I sat frozen. Was he
alert to the fact that this is not my true name?
“Tomorrow, I’ll be gone, but soon to return. Be ready. When I call for you, you will come, and you can bring your father and your sister and your love. Our home will be your home.”
He calls the Jews scurvy but would have an infestation of them in his own home, so he can’t possibly think we’re Jews. But why send the Cardinal’s boy to spy on me?
There was another letter, beneath his, from de Castro the scrivener at Antwerp. The lettering leapt off the page with a square-ish script, almost Hebraic.
This is perhaps a clever trick. If they’re trying to pull the net over me, I must be ready.
9 December 1522
Out you come, diary. I have things to say, so listen.

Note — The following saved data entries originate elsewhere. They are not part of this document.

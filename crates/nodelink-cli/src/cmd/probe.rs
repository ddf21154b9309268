//! `nodelink uplink-probe`: connect to a relay, report what it announces,
//! then disconnect.

use crate::ui;
use anyhow::Context;
use nodelink_uplink::{
    ClientSessionEventHandler, ClientSessionParameters, ClientSideUplinkSession,
    ToolDescriptorListUpdate, UplinkErrorType,
};
use std::collections::BTreeMap;
use std::sync::{Arc, Mutex};
use std::time::Duration;

/// Keeps the latest tool list per destination.
#[derive(Default)]
struct AnnouncementCollector {
    destinations: Mutex<BTreeMap<String, ToolDescriptorListUpdate>>,
}

impl AnnouncementCollector {
    fn snapshot(&self) -> Vec<ToolDescriptorListUpdate> {
        self.destinations
            .lock()
            .unwrap_or_else(|e| e.into_inner())
            .values()
            .cloned()
            .collect()
    }
}

impl ClientSessionEventHandler for AnnouncementCollector {
    fn on_tool_descriptor_list_update(&self, update: ToolDescriptorListUpdate) {
        let mut destinations = self.destinations.lock().unwrap_or_else(|e| e.into_inner());
        if update.is_retraction() {
            destinations.remove(&update.destination_id);
        } else {
            destinations.insert(update.destination_id.clone(), update);
        }
    }

    fn on_fatal_session_error(&self, error_type: UplinkErrorType, message: &str) {
        tracing::warn!(error_type = error_type.code(), reason = message, "Uplink: session error");
    }
}

pub fn cmd_uplink_probe(
    relay: &str,
    account: &str,
    qualifier: Option<String>,
    listen_ms: u64,
    json: bool,
) -> anyhow::Result<()> {
    let mut params = ClientSessionParameters::new(account);
    params.session_qualifier = qualifier;

    let rt = tokio::runtime::Runtime::new().context("Failed to create Tokio runtime")?;
    rt.block_on(async move {
        let collector = Arc::new(AnnouncementCollector::default());
        let session = ClientSideUplinkSession::connect_tcp(relay, params, collector.clone(), None)
            .await
            .with_context(|| format!("Failed to open an uplink session to {relay}"))?;

        tokio::time::sleep(Duration::from_millis(listen_ms)).await;
        let announcements = collector.snapshot();
        session.close().await;
        let end_state = session.wait_terminated(Duration::from_secs(5)).await;

        if json {
            let destinations: Vec<_> = announcements
                .iter()
                .map(|u| {
                    serde_json::json!({
                        "destination_id": u.destination_id,
                        "display_name": u.display_name,
                        "tools": u.tool_descriptors.iter().map(|t| &t.tool_id).collect::<Vec<_>>(),
                    })
                })
                .collect();
            let body = serde_json::json!({
                "relay": relay,
                "namespace": session.namespace_id(),
                "destinations": destinations,
                "end_state": end_state.map(|s| s.to_string()),
            });
            println!("{}", serde_json::to_string_pretty(&body)?);
            return Ok(());
        }

        ui::section("Uplink session");
        ui::kv("Relay", relay);
        ui::kv_ok("Namespace", session.namespace_id());
        ui::kv("Session", session.local_session_id());
        ui::blank();
        if announcements.is_empty() {
            ui::hint("no tools announced by other clients");
        } else {
            ui::section("Announced tools");
            for update in &announcements {
                println!("    {} ({})", update.display_name, update.destination_id);
                for tool in &update.tool_descriptors {
                    println!("      - {} {}", tool.tool_id, tool.tool_version);
                }
            }
        }
        match end_state {
            Some(state) => ui::success(&format!("disconnected ({state})")),
            None => ui::hint("relay did not confirm the goodbye in time"),
        }
        Ok(())
    })
}

#[cfg(test)]
mod tests {
    use super::*;
    use nodelink_uplink::ToolDescriptor;

    #[test]
    fn test_collector_applies_retractions() {
        let collector = AnnouncementCollector::default();
        collector.on_tool_descriptor_list_update(ToolDescriptorListUpdate {
            destination_id: "alice###########default#exec".into(),
            display_name: "Alice".into(),
            tool_descriptors: vec![ToolDescriptor::new("grep", "1.0")],
        });
        assert_eq!(collector.snapshot().len(), 1);

        collector.on_tool_descriptor_list_update(ToolDescriptorListUpdate::retraction(
            "alice###########default#exec",
        ));
        assert!(collector.snapshot().is_empty());
    }
}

It was after the fair, with the boys’ parents among the bank-side hog roasts and red and yellow canvas tents on the iced-over river. Moving quickly, we huddled inside the tents. Inside were cards and dice and jugs of mead. We emerged to find children with wooden skates dodging us, grabbing for a purse. There was a man on stilts with a false beaked nose and a skullcap chasing the children across the ice.
We walked past Douwe’s apothecary, which is exactly when I heard it. It was so shocking that I fell back into his arched doorway and let them walk on without me. I pushed the door that creaked like the tooth he was extracting, and instinctively I made sure he was using clean hands and silver needles, as if that would take my mind away from what I had heard in the street.
I stumbled out once they had gone and walked home, where the fire now spits and roars, as if to tell me, “Slow down, Vives.” The flames reminded me that I must confront the reason I slipped into Douwe’s. It was Johannes Van der Poel’s father, the blundering, slurring merchant, who let it slip.
“Who’d not be proud of one like that? Johannes is your best student, yes?”